Skepsis #50: What's going on with AI?
The latest generation of Generative AI tools are really cool. What are its practical applications, limitations, and is it really creative?
I've been reading about AI extensively in recent weeks and months in order to wrap my head around what's going on and what the implications are for people, businesses, and the world at large. With anything that becomes this hyped and gets so much attention, I can't help but try to understand what's really going on. What is all the fuzz about AI beyond the hype?
What is Generative AI?
Unless you’ve been living under a rock for the past few months, you should have noticed the explosion of interest and hype around so-called Generative AI and tools like ChatGPT in particular. ChatGPT, based on the AI-powered large language model (LLM) GPT-3 by Open AI, is what can be most simply described as “autocomplete for everything” - a tool that makes it possible to generate text or ask questions in natural language and get extremely useful answers (for the most part!). People are using it to write emails, marketing copy, and blog posts, to cheat on exams, and even to write code.

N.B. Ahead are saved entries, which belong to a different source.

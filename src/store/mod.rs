//! Persistence seam
//!
//! The domain model assumes every read-modify-write goes through one of these
//! repositories and that the caller serializes access per robot and per
//! planet. `InMemoryStore` is the in-process implementation; a database
//! backed store implements the same traits.

pub mod memory;

use crate::core::types::{PlanetId, PlayerId, RobotId};
use crate::planet::Planet;
use crate::robot::item::RobotLookup;
use crate::robot::state::Robot;

pub use memory::InMemoryStore;

/// Storage of robots (each together with its inventory)
pub trait RobotRepository {
    fn find(&self, id: RobotId) -> Option<Robot>;

    fn save(&mut self, robot: Robot);

    fn save_all(&mut self, robots: Vec<Robot>) {
        for robot in robots {
            self.save(robot);
        }
    }

    /// All robots on a planet, dead or alive
    fn on_planet(&self, planet: PlanetId) -> Vec<Robot>;

    fn dead_on_planet(&self, planet: PlanetId) -> Vec<Robot> {
        self.on_planet(planet)
            .into_iter()
            .filter(|r| !r.is_alive())
            .collect()
    }

    fn of_player_on_planet(&self, player: PlayerId, planet: PlanetId) -> Vec<Robot> {
        self.on_planet(planet)
            .into_iter()
            .filter(|r| r.player() == player)
            .collect()
    }

    /// Planets currently holding at least one destroyed robot
    fn planets_with_dead(&self) -> Vec<PlanetId>;

    /// Save `survivors` and delete `deleted` as one unit of work
    fn commit_planet(&mut self, survivors: Vec<Robot>, deleted: &[RobotId]);
}

/// Storage of the planet records robots refer to
pub trait PlanetRepository {
    fn find_planet(&self, id: PlanetId) -> Option<Planet>;

    fn save_planet(&mut self, planet: Planet);

    fn blocked_planets(&self) -> Vec<Planet>;
}

impl<T: RobotRepository + PlanetRepository> RobotLookup for T {
    fn robot(&self, id: RobotId) -> Option<Robot> {
        self.find(id)
    }

    fn robots_on_planet(&self, planet: PlanetId) -> Vec<Robot> {
        self.on_planet(planet)
    }

    fn robots_of_player_on_planet(&self, player: PlayerId, planet: PlanetId) -> Vec<Robot> {
        self.of_player_on_planet(player, planet)
    }

    fn planet_exists(&self, planet: PlanetId) -> bool {
        self.find_planet(planet).is_some()
    }
}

I can get help with writing excel formulas:
If I’m stuck or need help, it can easily come up with the next part of a sentence or paragraph given enough context. Even write an entire article if needed:
In terms of its usefulness compared to prior versions of similar tools, it really is something else. The first time you take it for a spin, you’ll be genuinely impressed by the level of accuracy in its writing, how “human” it sounds, and how easy it is to talk to (or write with). The latter point is really what makes it so useful from a human point of view; it can “understand” what you’re trying to do or what you want to know and make useful suggestions 99+% of the time. I suggest you try it if you haven’t already.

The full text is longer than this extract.